Elle préférerait que l'on adapte ce dispositif pour éviter les inconvénients qui ont été signalés : tel sera l'objet des amendements que nous allons présenter dans quelques instants, à condition bien entendu que l'amendement de suppression ne soit pas adopté.

M. le président. Quel est l'avis du Gouvernement ?

M. François Baroin, ministre. Pour une fois, nous allons être à fronts renversés, monsieur le rapporteur général. Le Gouvernement est en effet favorable à l'amendement Gouteyron, pour les raisons suivantes.

En premier lieu, le texte adopté à l'Assemblée nationale est inapplicable : l'assiette de la taxe et l'exonération pour les sacs biodégradables ne sont pas clairement définies, et les redevables, in fine , seront les petits commerçants, ce qui est un comble puisque ce serait l'inverse de ce que nous souhaitions

M. Philippe Marini, rapporteur général de la commission des finances. Les amendements de la commission visent précisément à corriger ces défauts !

M. François Baroin, ministre. Ces amendements ont effectivement bien identifié les problèmes auxquels nous sommes confrontés.

En second lieu, la création d'une fiscalité ad hoc paraît disproportionnée par rapport à l'objectif visé, qui semble pouvoir être atteint par l'autorégulation des grandes surfaces commerciales, comme en témoigne notamment la réduction très sensible du nombre de sacs en plastique constatée.

M. Philippe Marini, rapporteur général de la commission des finances. Le problème ne se pose plus pour les grandes surfaces !

M. François Baroin, ministre. Il faut voir dans l'amendement adopté par l'Assemblée nationale un appel à redoubler ces efforts, mais, en la matière, l'objectif nous semble déjà assez largement atteint.

Dans cette curieuse inversion des valeurs, où M. le rapporteur général souhaite le maintien d'une taxe alors que le Gouvernement y est défavorable, nous avons, je crois, des arguments solides pour accompagner la démarche de M. Gouteyron.

M. Philippe Marini, rapporteur général de la commission des finances.

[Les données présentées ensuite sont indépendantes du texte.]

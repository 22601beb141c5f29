//! Rendering scenarios against the in-memory host.
//!
//! Each test mounts a tree into a `MemoryHost` container, changes it, and
//! checks both the resulting markup and the exact host operations a commit
//! performed.

use std::rc::Rc;

use spark_reconciler::{
    HostHandle, HostOp, Hooks, MemoryHost, Node, Props, RenderResult, Root, TaskQueue, component, fragment, h,
    text,
};

fn setup() -> (Rc<MemoryHost>, HostHandle, Rc<TaskQueue>, Root) {
    let host = MemoryHost::new();
    let container = host.create_container();
    let queue = Rc::new(TaskQueue::new());
    let root = Root::new(host.clone(), container, queue.clone());
    (host, container, queue, root)
}

fn keyed_list(keys: &[&str]) -> Node {
    h("ul")
        .children(keys.iter().map(|k| h("li").key(*k).child(*k)))
        .build()
}

fn count(ops: &[HostOp], f: impl Fn(&HostOp) -> bool) -> usize {
    ops.iter().filter(|op| f(op)).count()
}

// =============================================================================
// MOUNT
// =============================================================================

#[test]
fn test_mount_builds_markup() {
    let (host, container, _queue, root) = setup();

    root.flush_sync(|| root.render(h("div").prop("id", "app").child("hello")))
        .unwrap();

    assert_eq!(host.to_markup(container), r#"<div id="app">hello</div>"#);
    let ops = host.ops();
    // The whole tree is built off-screen and attached once.
    assert_eq!(count(&ops, HostOp::is_placement), 1);
    assert!(matches!(ops.last(), Some(HostOp::AppendToContainer { .. })));
}

#[test]
fn test_scheduled_render_runs_on_flush() {
    let (host, container, queue, root) = setup();

    root.render(h("p").child("later"));
    assert_eq!(host.to_markup(container), "");
    assert_eq!(queue.len(), 1);

    queue.flush_all();
    assert_eq!(host.to_markup(container), "<p>later</p>");
}

#[test]
fn test_fragments_and_components_are_transparent() {
    let (host, container, _queue, root) = setup();

    fn row(_: &mut Hooks, props: &Props) -> RenderResult {
        let label = props.str("label").unwrap_or_default().to_string();
        Ok(fragment([h("dt").child(label.clone()), h("dd").child(label)]).build())
    }

    root.flush_sync(|| {
        root.render(
            h("dl")
                .child(component("Row", row).prop("label", "a"))
                .child(component("Row", row).prop("label", "b")),
        )
    })
    .unwrap();

    assert_eq!(
        host.to_markup(container),
        "<dl><dt>a</dt><dd>a</dd><dt>b</dt><dd>b</dd></dl>"
    );
}

// =============================================================================
// UPDATES
// =============================================================================

fn counter(hooks: &mut Hooks, _: &Props) -> RenderResult {
    let (count, set_count) = hooks.use_state(|| 1);
    Ok(h("div")
        .child(h("div").child(count))
        .child(h("button").on("onclick", move || set_count.update(|n| n + 1)))
        .build())
}

#[test]
fn test_counter_click_is_one_text_update() {
    let (host, container, _queue, root) = setup();
    root.flush_sync(|| root.render(component("Counter", counter))).unwrap();
    assert_eq!(host.to_markup(container), "<div><div>1</div><button></button></div>");
    host.clear_ops();

    let button = host.query(container, "button")[0];
    assert!(host.dispatch_event(button, "onclick"));
    root.flush_sync_work().unwrap();

    assert_eq!(host.to_markup(container), "<div><div>2</div><button></button></div>");
    let ops = host.ops();
    let text_updates: Vec<_> = ops
        .iter()
        .filter_map(|op| match op {
            HostOp::CommitTextUpdate { old, new, .. } => Some((old.as_str(), new.as_str())),
            _ => None,
        })
        .collect();
    assert_eq!(text_updates, vec![("1", "2")]);
    assert_eq!(count(&ops, HostOp::is_creation), 0);
    assert_eq!(count(&ops, HostOp::is_placement), 0);
    assert_eq!(count(&ops, HostOp::is_removal), 0);
}

#[test]
fn test_attribute_update() {
    let (host, container, _queue, root) = setup();
    root.flush_sync(|| root.render(h("div").prop("class", "a"))).unwrap();
    host.clear_ops();

    root.flush_sync(|| root.render(h("div").prop("class", "b").prop("title", "t")))
        .unwrap();

    assert_eq!(host.to_markup(container), r#"<div class="b" title="t"></div>"#);
    let ops = host.ops();
    assert_eq!(ops.len(), 1);
    match &ops[0] {
        HostOp::CommitUpdate { changed, .. } => {
            assert_eq!(changed, &vec!["class".to_string(), "title".to_string()]);
        }
        other => panic!("unexpected op {other:?}"),
    }
}

#[test]
fn test_text_to_element_replaces_child() {
    let (host, container, _queue, root) = setup();
    root.flush_sync(|| root.render(h("div").child("plain"))).unwrap();
    host.clear_ops();

    root.flush_sync(|| root.render(h("div").child(h("b").child("bold"))))
        .unwrap();

    assert_eq!(host.to_markup(container), "<div><b>bold</b></div>");
    let ops = host.ops();
    assert_eq!(count(&ops, HostOp::is_removal), 1);
    assert_eq!(count(&ops, HostOp::is_placement), 1);
}

#[test]
fn test_text_to_element_among_siblings() {
    let (host, container, _queue, root) = setup();
    root.flush_sync(|| root.render(h("div").child("x").child(h("b")))).unwrap();
    let b = host.query(container, "b")[0];
    host.clear_ops();

    root.flush_sync(|| root.render(h("div").child(h("span")).child(h("b"))))
        .unwrap();

    assert_eq!(host.to_markup(container), "<div><span></span><b></b></div>");
    let ops = host.ops();
    assert_eq!(count(&ops, HostOp::is_removal), 1);
    assert_eq!(count(&ops, |op| matches!(op, HostOp::CreateInstance { .. })), 1);
    let placements: Vec<_> = ops.iter().filter(|op| op.is_placement()).collect();
    assert_eq!(placements.len(), 1);
    assert!(matches!(placements[0], HostOp::InsertBefore { before, .. } if *before == b));
    assert_eq!(host.query(container, "b"), vec![b]);
}

#[test]
fn test_direct_text_content_reset() {
    let (host, container, _queue, root) = setup();
    host.set_text_content_directly(true);

    root.flush_sync(|| root.render(h("p").child("inline"))).unwrap();
    assert_eq!(host.to_markup(container), "<p>inline</p>");
    // No text instance for a lone text child.
    assert!(!host.ops().iter().any(|op| matches!(op, HostOp::CreateText { .. })));
    host.clear_ops();

    root.flush_sync(|| root.render(h("p").child(h("i").child("x")).child(h("i").child("y"))))
        .unwrap();
    assert_eq!(host.to_markup(container), "<p><i>x</i><i>y</i></p>");
    assert!(host.ops().iter().any(|op| matches!(op, HostOp::ResetTextContent { .. })));
}

// =============================================================================
// KEYED LISTS
// =============================================================================

#[test]
fn test_keyed_move_is_one_placement() {
    let (host, container, _queue, root) = setup();
    root.flush_sync(|| root.render(keyed_list(&["a", "b", "c"]))).unwrap();
    let items = host.query(container, "li");
    host.clear_ops();

    root.flush_sync(|| root.render(keyed_list(&["b", "a", "c"]))).unwrap();

    assert_eq!(
        host.to_markup(container),
        "<ul><li>b</li><li>a</li><li>c</li></ul>"
    );
    let ops = host.ops();
    assert_eq!(count(&ops, HostOp::is_creation), 0);
    assert_eq!(count(&ops, HostOp::is_removal), 0);
    let placements: Vec<_> = ops.iter().filter(|op| op.is_placement()).collect();
    assert_eq!(placements.len(), 1);
    // "a" moved in front of "c"; the instances themselves were kept.
    assert!(matches!(
        placements[0],
        HostOp::InsertBefore { child, before, .. } if *child == items[0] && *before == items[2]
    ));
    assert_eq!(host.query(container, "li"), vec![items[1], items[0], items[2]]);
}

#[test]
fn test_keyed_deletion() {
    let (host, container, _queue, root) = setup();
    root.flush_sync(|| root.render(keyed_list(&["a", "b", "c"]))).unwrap();
    let items = host.query(container, "li");
    host.clear_ops();

    root.flush_sync(|| root.render(keyed_list(&["a", "c"]))).unwrap();

    assert_eq!(host.to_markup(container), "<ul><li>a</li><li>c</li></ul>");
    let ops = host.ops();
    assert_eq!(ops.len(), 1);
    assert!(matches!(&ops[0], HostOp::RemoveChild { child, .. } if *child == items[1]));
}

#[test]
fn test_keyed_insert_in_middle() {
    let (host, container, _queue, root) = setup();
    root.flush_sync(|| root.render(keyed_list(&["a", "c"]))).unwrap();
    host.clear_ops();

    root.flush_sync(|| root.render(keyed_list(&["a", "b", "c"]))).unwrap();

    assert_eq!(
        host.to_markup(container),
        "<ul><li>a</li><li>b</li><li>c</li></ul>"
    );
    let ops = host.ops();
    assert_eq!(count(&ops, |op| matches!(op, HostOp::CreateInstance { .. })), 1);
    assert_eq!(count(&ops, |op| matches!(op, HostOp::InsertBefore { .. })), 1);
}

#[test]
fn test_reverse_list() {
    let (host, container, _queue, root) = setup();
    root.flush_sync(|| root.render(keyed_list(&["a", "b", "c", "d"]))).unwrap();
    host.clear_ops();

    root.flush_sync(|| root.render(keyed_list(&["d", "c", "b", "a"]))).unwrap();

    assert_eq!(
        host.to_markup(container),
        "<ul><li>d</li><li>c</li><li>b</li><li>a</li></ul>"
    );
    let ops = host.ops();
    assert_eq!(count(&ops, HostOp::is_creation), 0);
    assert_eq!(count(&ops, HostOp::is_placement), 3);
}

#[test]
fn test_moving_a_component_moves_its_host_nodes() {
    let (host, container, _queue, root) = setup();

    fn pair(_: &mut Hooks, props: &Props) -> RenderResult {
        let id = props.str("id").unwrap_or_default().to_string();
        Ok(vec![h("span").child(format!("{id}1")), h("span").child(format!("{id}2"))].into())
    }
    let tree = |order: &[&str]| -> Node {
        h("div")
            .children(order.iter().map(|id| component("Pair", pair).key(*id).prop("id", *id)))
            .build()
    };

    root.flush_sync(|| root.render(tree(&["x", "y"]))).unwrap();
    root.flush_sync(|| root.render(tree(&["y", "x"]))).unwrap();

    assert_eq!(
        host.to_markup(container),
        "<div><span>y1</span><span>y2</span><span>x1</span><span>x2</span></div>"
    );
}

// =============================================================================
// UNMOUNT
// =============================================================================

#[test]
fn test_unmount_clears_container_and_releases_nodes() {
    let (host, container, _queue, root) = setup();
    root.flush_sync(|| root.render(h("div").child(text("bye")))).unwrap();

    root.unmount().unwrap();

    assert_eq!(host.to_markup(container), "");
    assert!(host.ops().iter().any(|op| matches!(op, HostOp::RemoveFromContainer { .. })));
    // Only the root's two buffers and the container remain.
    assert_eq!(root.node_count(), 2);
    assert_eq!(host.live_nodes(), 1);
}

Cette position régressive me surprend !

M. le président. Je mets aux voix l'amendement n° II-558 rectifié.

(L'amendement est adopté.)

M. le président. En conséquence, l'article 66 quater est supprimé.

Je suis saisi de trois amendements faisant l'objet d'une discussion commune.

L'amendement n° II-321, présenté par M. Marini, au nom de la commission des finances, est ainsi libellé :

I. - Alinéa 4

Remplacer les mots :

des sacs à déchet, en matière plastique

par les mots :

des sacs de caisse à usage unique en matière plastique

II. - Alinéa 6

Remplacer les mots :

sacs plastiques

par les mots :

sacs de caisse à usage unique en matière plastique

III. - Alinéas 8 et 10

Remplacer les mots :

sacs en matières plastique

par les mots :

sacs de caisse à usage unique en matière plastique

L'amendement n° II-123 rectifié bis , présenté par Mme Keller, MM. Faure et Le Grand, est ainsi libellé :

I. - Alinéa 4

Remplacer les mots :

à déchets, en matière plastique

par les mots :

à usage unique

II. - Alinéas 8 et 10

Remplacer les mots :

en matière plastique

par les mots :

à usage unique

III. - Alinéa 12, tableau

Supprimer les mots :

en matière plastique

L'amendement n° II-322, présenté par M. Marini, au nom de la commission des finances, est ainsi libellé :

I. - Alinéa 5

Remplacer les mots :

ainsi rédigé

par les mots :

et un 8 ainsi rédigés

II. - Après l'alinéa 6

Insérer un alinéa ainsi rédigé :

« «8. Au titre de l'année 2012, aux personnes mentionnées au 10 du I qui, au titre de leur activité, ne relèvent pas de la commission départementale d'aménagement commercial régie par la loi n° 2008-776 du 4 août 2008 de modernisation de l'économie. Au titre de l'année 2013, ces personnes bénéficient d'un abattement de 50 % de la taxe mentionnée au I.» ;

III. - Alinéa 12, tableau

Rédiger ainsi ce tableau :

«

2012

2013

Sacs de caisse à usage unique, en matière plastique

unité

0,10

0,20

»

IV. - Alinéa 13

Rédiger ainsi cet alinéa :

« II. - La taxe cesse de s'appliquer à compter de l'exercice au titre duquel l'objectif de disparition de la distribution des sacs de caisse à usage unique en matière plastique a été atteint. »

Ces trois amendements n'ont plus d'objet.